The penultimate piece in the jigsaw was the end rig I needed to get right. I KNOW bolt rigs work and that in certain circumstances fish hook themselves, but very often spooky fish do not fall this way. My barbel would not tolerate the splash of a heavy lead so I had to present a pellet it would take with confidence. Any resistance as the fish picked up the bait would lead to instant refusal and that was my challenge. A light hook. A retro glass quivertip rod, soft as a stick of rhubarb. A three-foot tail between bait and bottom shot. That was my plan.

And finally, I had to make that first cast count. Believe me, in skinny water situations, the more you cast, the smaller your chances become. Barbel, all fish, simply pick up on the sensation that all is not as it should be. Wariness becomes suspicion becomes fear becomes panic. My pellet went in with a whisper and then I waited, thigh deep in the water, rod held as still as I could manage.
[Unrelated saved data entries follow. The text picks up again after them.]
use std::path::Path;
use std::sync::Arc;

use anyhow::Context;
use colored::Colorize;
use serde_json::Value;
use tracing::debug;

use rook_client::{StorageClient, TypedStorage};
use rook_model::{game_registry, Lobby, User};
use rook_registry::DomainObject;
use rook_remote::InMemoryRemoteStore;
use rook_types::Key;

use crate::cli::*;
use crate::config::CliConfig;

pub async fn run_command(cli: Cli) -> anyhow::Result<()> {
    let config = match &cli.config {
        Some(path) => CliConfig::load(path)?,
        None => CliConfig::default(),
    };
    let db = config.db_path(cli.db.as_deref());
    let store = Arc::new(load_snapshot(&db)?);
    let client = StorageClient::new(store.clone(), game_registry()?, config.client);

    let changed = match kind_of(&cli.command) {
        Kind::Users => execute::<User>(&client, &cli.command, cli.format).await?,
        Kind::Lobbies => execute::<Lobby>(&client, &cli.command, cli.format).await?,
    };
    if changed {
        save_snapshot(&store, &db)?;
    }
    Ok(())
}

fn kind_of(command: &Command) -> Kind {
    match command {
        Command::Register(args) | Command::Update(args) | Command::Set(args) => args.kind,
        Command::Get(args) => args.kind,
        Command::List(args) | Command::Keys(args) => args.kind,
        Command::Exists(args) | Command::Remove(args) => args.kind,
    }
}

/// Run one command against the collection of `T`. Returns whether the
/// store was modified.
async fn execute<T: DomainObject>(
    client: &StorageClient,
    command: &Command,
    format: OutputFormat,
) -> anyhow::Result<bool> {
    let storage = client.for_type::<T>()?;
    match command {
        Command::Register(args) => {
            let value = parse_record::<T>(client, &args.json).await?;
            storage.register_value(&value).await?;
            report(format, "Registered", &value.key());
            Ok(true)
        }
        Command::Update(args) => {
            let value = parse_record::<T>(client, &args.json).await?;
            storage.update_value(&value).await?;
            report(format, "Updated", &value.key());
            Ok(true)
        }
        Command::Set(args) => {
            let value = parse_record::<T>(client, &args.json).await?;
            storage.set_value(&value).await?;
            report(format, "Set", &value.key());
            Ok(true)
        }
        Command::Get(args) => {
            let keys = parse_keys(&args.keys)?;
            let values = storage.get_values(&keys).await?;
            print_records(client, format, &values)?;
            Ok(false)
        }
        Command::List(_) => {
            let values = storage.get_all_values().await?;
            print_records(client, format, &values)?;
            Ok(false)
        }
        Command::Keys(_) => {
            let keys = storage.get_all_keys().await?;
            match format {
                OutputFormat::Json => {
                    let keys: Vec<&str> = keys.iter().map(Key::as_str).collect();
                    println!("{}", serde_json::to_string_pretty(&keys)?);
                }
                OutputFormat::Text => {
                    for key in &keys {
                        println!("{}", key.as_str().yellow());
                    }
                }
            }
            Ok(false)
        }
        Command::Exists(args) => {
            let exists = storage.key_exists(&Key::new(args.key.as_str())?).await?;
            match format {
                OutputFormat::Json => println!("{exists}"),
                OutputFormat::Text if exists => println!("{}", "true".green()),
                OutputFormat::Text => println!("{}", "false".red()),
            }
            Ok(false)
        }
        Command::Remove(args) => {
            let key = Key::new(args.key.as_str())?;
            let removed = storage.remove_value(&key).await?;
            if removed {
                report(format, "Removed", &key);
            } else if format == OutputFormat::Text {
                println!("Nothing stored under {}", key.as_str().yellow());
            }
            Ok(removed)
        }
    }
}

/// Decode a JSON record into its persisted shape and convert it through
/// the registry.
async fn parse_record<T: DomainObject>(client: &StorageClient, json: &str) -> anyhow::Result<T> {
    let persisted: T::Persisted = serde_json::from_str(json)
        .with_context(|| format!("parsing {} record", T::DOMAIN_TYPE))?;
    Ok(client
        .registry()
        .convert_persisted_to_domain::<T, T::Persisted>(persisted)
        .await?)
}

fn parse_keys(keys: &[String]) -> anyhow::Result<Vec<Key>> {
    keys.iter()
        .map(|k| Key::new(k.as_str()).map_err(anyhow::Error::from))
        .collect()
}

fn report(format: OutputFormat, action: &str, key: &Key) {
    if format == OutputFormat::Text {
        println!("{} {} {}", "✓".green().bold(), action, key.as_str().yellow());
    }
}

fn print_records<T: DomainObject>(
    client: &StorageClient,
    format: OutputFormat,
    values: &[T],
) -> anyhow::Result<()> {
    let mut records = Vec::with_capacity(values.len());
    for value in values {
        records.push(client.registry().encode(value)?);
    }

    match format {
        OutputFormat::Json => {
            let values: Vec<Value> = records.into_iter().map(|r| r.into_value()).collect();
            println!("{}", serde_json::to_string_pretty(&values)?);
        }
        OutputFormat::Text => {
            if records.is_empty() {
                println!("No {} records.", T::DOMAIN_TYPE);
            }
            for (value, record) in values.iter().zip(&records) {
                let fields: Vec<String> = record
                    .fields()
                    .iter()
                    .filter(|(name, _)| name.as_str() != "key")
                    .map(|(name, v)| match v {
                        Value::String(s) => format!("{}={}", name.dimmed(), s),
                        other => format!("{}={}", name.dimmed(), other),
                    })
                    .collect();
                println!("{}  {}", value.key().as_str().yellow().bold(), fields.join(" "));
            }
        }
    }
    Ok(())
}

fn load_snapshot(path: &Path) -> anyhow::Result<InMemoryRemoteStore> {
    if !path.exists() {
        debug!(path = %path.display(), "no snapshot, starting empty");
        return Ok(InMemoryRemoteStore::new());
    }
    let text = std::fs::read_to_string(path)
        .with_context(|| format!("reading snapshot {}", path.display()))?;
    let snapshot: Value = serde_json::from_str(&text)
        .with_context(|| format!("parsing snapshot {}", path.display()))?;
    Ok(InMemoryRemoteStore::from_snapshot(snapshot)?)
}

/// Write the store to `path` through a temporary file in the same
/// directory, so a failed write leaves the old snapshot intact.
fn save_snapshot(store: &InMemoryRemoteStore, path: &Path) -> anyhow::Result<()> {
    let snapshot = store.snapshot()?;
    let dir = path
        .parent()
        .filter(|p| !p.as_os_str().is_empty())
        .unwrap_or_else(|| Path::new("."));
    let mut tmp = tempfile::NamedTempFile::new_in(dir)
        .with_context(|| format!("creating temporary file in {}", dir.display()))?;
    serde_json::to_writer_pretty(&mut tmp, &snapshot)?;
    tmp.persist(path)
        .with_context(|| format!("writing snapshot {}", path.display()))?;
    debug!(path = %path.display(), "snapshot saved");
    Ok(())
}
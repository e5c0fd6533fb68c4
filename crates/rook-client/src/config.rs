use serde::{Deserialize, Serialize};

use rook_types::StorePath;

use crate::error::{ClientError, ClientResult};

/// Configuration for the typed storage client.
#[derive(Clone, Debug, PartialEq, Eq, Serialize, Deserialize)]
#[serde(default)]
pub struct ClientConfig {
    /// Path prefix under which every root path lives, e.g. `games/v1`.
    /// `None` stores root paths directly below the store root.
    pub namespace: Option<String>,
    /// Detach a keyed listener once it observes its record being removed.
    pub detach_listeners_on_remove: bool,
}

impl Default for ClientConfig {
    fn default() -> Self {
        Self {
            namespace: None,
            detach_listeners_on_remove: true,
        }
    }
}

impl ClientConfig {
    /// Parse a configuration from TOML text. Missing fields take defaults.
    pub fn from_toml_str(text: &str) -> ClientResult<Self> {
        let config: Self = toml::from_str(text).map_err(|e| ClientError::Config(e.to_string()))?;
        config.namespace_path()?;
        Ok(config)
    }

    /// The namespace as a store path (the store root when unset).
    pub fn namespace_path(&self) -> ClientResult<StorePath> {
        match &self.namespace {
            Some(ns) => Ok(StorePath::parse(ns)?),
            None => Ok(StorePath::root()),
        }
    }
}

#[cfg(test)]
mod tests {
    use super::*;

    #[test]
    fn default_config() {
        let c = ClientConfig::default();
        assert!(c.namespace.is_none());
        assert!(c.detach_listeners_on_remove);
        assert!(c.namespace_path().unwrap().is_root());
    }

    #[test]
    fn parse_toml() {
        let c = ClientConfig::from_toml_str(
            r#"
            namespace = "games/v1"
            detach_listeners_on_remove = false
            "#,
        )
        .unwrap();
        assert_eq!(c.namespace.as_deref(), Some("games/v1"));
        assert!(!c.detach_listeners_on_remove);
        assert_eq!(c.namespace_path().unwrap().to_string(), "games/v1");
    }

    #[test]
    fn empty_toml_uses_defaults() {
        assert_eq!(ClientConfig::from_toml_str("").unwrap(), ClientConfig::default());
    }

    #[test]
    fn invalid_namespace_rejected() {
        let err = ClientConfig::from_toml_str(r#"namespace = "bad.ns""#).unwrap_err();
        assert!(matches!(err, ClientError::Type(_)));
    }
}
Ten minutes into the cast and the tip nudged and went round, confident as you please. Job done. A baby belter of a barbel in the net.
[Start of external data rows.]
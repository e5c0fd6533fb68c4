//! Game domain model for the Rook object store.
//!
//! # Modules
//!
//! - [`user`] -- [`User`] accounts under `users/`
//! - [`lobby`] -- [`Lobby`] rooms under `lobbies/` and their [`LobbyState`]
//! - [`registry`] -- [`game_registry`], the table seeding both types

pub mod lobby;
pub mod registry;
pub mod user;

pub use lobby::{Lobby, LobbyRecord, LobbyState};
pub use registry::game_registry;
pub use user::{User, UserRecord};
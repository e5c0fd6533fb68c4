//! Remote hierarchical store for the Rook object store.
//!
//! The remote store is a tree-addressable key-value service: every node is
//! addressed by a [`StorePath`](rook_types::StorePath) and holds an opaque
//! JSON value. Clients read, write, patch and delete nodes, and subscribe
//! to change notifications scoped to a path.
//!
//! # Storage Backends
//!
//! All backends implement the [`RemoteStore`] trait:
//!
//! - [`InMemoryRemoteStore`] -- JSON-tree store for tests, tools and embedding
//!
//! # Notification Rules
//!
//! 1. A subscriber fires after any mutation that changes the value at its path.
//! 2. Nothing fires on subscribe; only changes are delivered.
//! 3. Notifications for one subscription are delivered in mutation order.
//! 4. Unsubscribing is best-effort: a callback that is already running finishes.

pub mod error;
pub mod memory;
pub mod traits;
pub mod tree;
mod watch;

// Re-export primary types at crate root for ergonomic imports.
pub use error::{RemoteError, RemoteResult};
pub use memory::InMemoryRemoteStore;
pub use traits::{ChangeCallback, ChangeFuture, RemoteStore, SubscriptionHandle};
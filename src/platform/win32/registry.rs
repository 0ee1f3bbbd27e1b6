// ── HKCU registration store ───────────────────────────────────────────────────
//
// `RegistrationStore` over the real per-user hive via `winreg`.  Writes use
// `create_subkey` (RegCreateKeyEx semantics: open-or-create); reads use
// `open_subkey` so that probing never leaves empty keys behind.

use std::io;

use winreg::{
    enums::{RegType, HKEY_CURRENT_USER},
    types::FromRegValue,
    RegKey,
};

use crate::{
    association::store::{RegValue, RegistrationStore},
    error::Result,
};

pub struct RegistryStore {
    root: RegKey,
}

impl RegistryStore {
    pub fn current_user() -> Self {
        Self {
            root: RegKey::predef(HKEY_CURRENT_USER),
        }
    }
}

/// Map `NotFound` to `None`, keep every other error.
fn optional<T>(r: io::Result<T>) -> io::Result<Option<T>> {
    match r {
        Ok(v) => Ok(Some(v)),
        Err(e) if e.kind() == io::ErrorKind::NotFound => Ok(None),
        Err(e) => Err(e),
    }
}

impl RegistrationStore for RegistryStore {
    fn create_key(&self, path: &str) -> Result<()> {
        self.root.create_subkey(path)?;
        Ok(())
    }

    fn set_value(&self, path: &str, name: &str, value: &RegValue) -> Result<()> {
        let (key, _) = self.root.create_subkey(path)?;
        match value {
            RegValue::String(s) => key.set_value(name, s)?,
            RegValue::Dword(d) => key.set_value(name, d)?,
            RegValue::Binary(bytes) => key.set_raw_value(
                name,
                &winreg::RegValue {
                    bytes: bytes.clone(),
                    vtype: RegType::REG_BINARY,
                },
            )?,
            RegValue::Empty => key.set_raw_value(
                name,
                &winreg::RegValue {
                    bytes: Vec::new(),
                    vtype: RegType::REG_NONE,
                },
            )?,
        }
        Ok(())
    }

    fn get_value(&self, path: &str, name: &str) -> Result<Option<RegValue>> {
        let Some(key) = optional(self.root.open_subkey(path))? else {
            return Ok(None);
        };
        let Some(raw) = optional(key.get_raw_value(name))? else {
            return Ok(None);
        };

        let value = match raw.vtype {
            RegType::REG_SZ | RegType::REG_EXPAND_SZ => RegValue::String(String::from_reg_value(&raw)?),
            RegType::REG_DWORD => RegValue::Dword(u32::from_reg_value(&raw)?),
            RegType::REG_NONE if raw.bytes.is_empty() => RegValue::Empty,
            _ => RegValue::Binary(raw.bytes),
        };
        Ok(Some(value))
    }
}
I’ve taken time over the telling of this capture not to prove how good I am (cos I’m not) but to make a point. I believe we are on the cusp of many things in this country. Perhaps Covid has changed our mindset and perhaps we want more from our lives than we did 18 months ago. It is interesting that the surge in fishing licence sales has been in part made up of women, and younger women at that, coming into the sport and wanting to learn the art. Do they want to sit on a box for 10 hours, hoiking out a maggot feeder and staring at the sky and a static tip? Do they want to spend three nights in a bivvy waiting for an alarm to wake them from their slumbers? I suspect not. Newcomers, female or not, want action and interest and involvement. They want to be engaged physically and mentally both. They want excitement and new skill sets. In fact, they want fishing as it once was before bolt rigs and buzzers blasted our fishing to bits.

Eastern Daily Press: Paul and Bob... at workPaul and Bob... at work (Image: John Bailey)

I’m immensely proud of playing a small part of the Mortimer and Whitehouse, Gone Fishing series on BBC2 because I think the programs have been, to a degree, responsible for this increase in angling’s popularity. Those who did not get angling now see some point in it. Those who felt it was a slightly grubby waste of time might have had a rethink. That’s obviously in part because Paul and Bob are loveable, funny and genuine, but also I believe they fish in good old fashioned ways that viewers can relate to. We’ve just finished series four and the boys have floa fished, fly fished and lure fished. I had them feeder fishing once for a short while, but they didn’t go for it much and we went back to the visual, tactile stuff that makes anglers hunters and not ambushers.

There are scores of angling skills out there that make fishing a super sport. Let’s list a few. Dry fly fishing. Buzzers and nymph work with a three-weight wand. Learning to Spey cast or use the French leader. How about fishing poppers, working jigs and imparting life to rubber lures? Then there is trotting with a stick float or freelining or touch ledgering. What about beach casting, fly fishing for bass, mullet and mackerel or even taking a canoe out to sea to hunt a tope? (Not for the sane this, I hasten to add). Sight fishing for bone fish if we want to get exotic or simply fooling a carp into taking a slab of bread crust in the reeds. I have adored football all my life, but it is just about ball control, reading a game, passing, tackling, shooting and heading: there are 40 ways of catching chub alone!

What I’d say to these new people entering the sport is this. Buy cracking good gear to start with. A couple of great rods and reels and essential bits and bobs, but then concentrate on what you want to catch and how you want to fish. Don’t get hung up on the endless intricacies of knots and rigs and baits because it is watercraft and understanding the fish themselves that make fishing what it is and that is an endlessly compelling way to spend your best days by the water. Join the sister and brotherhood of thinking anglers and you’ll never look back!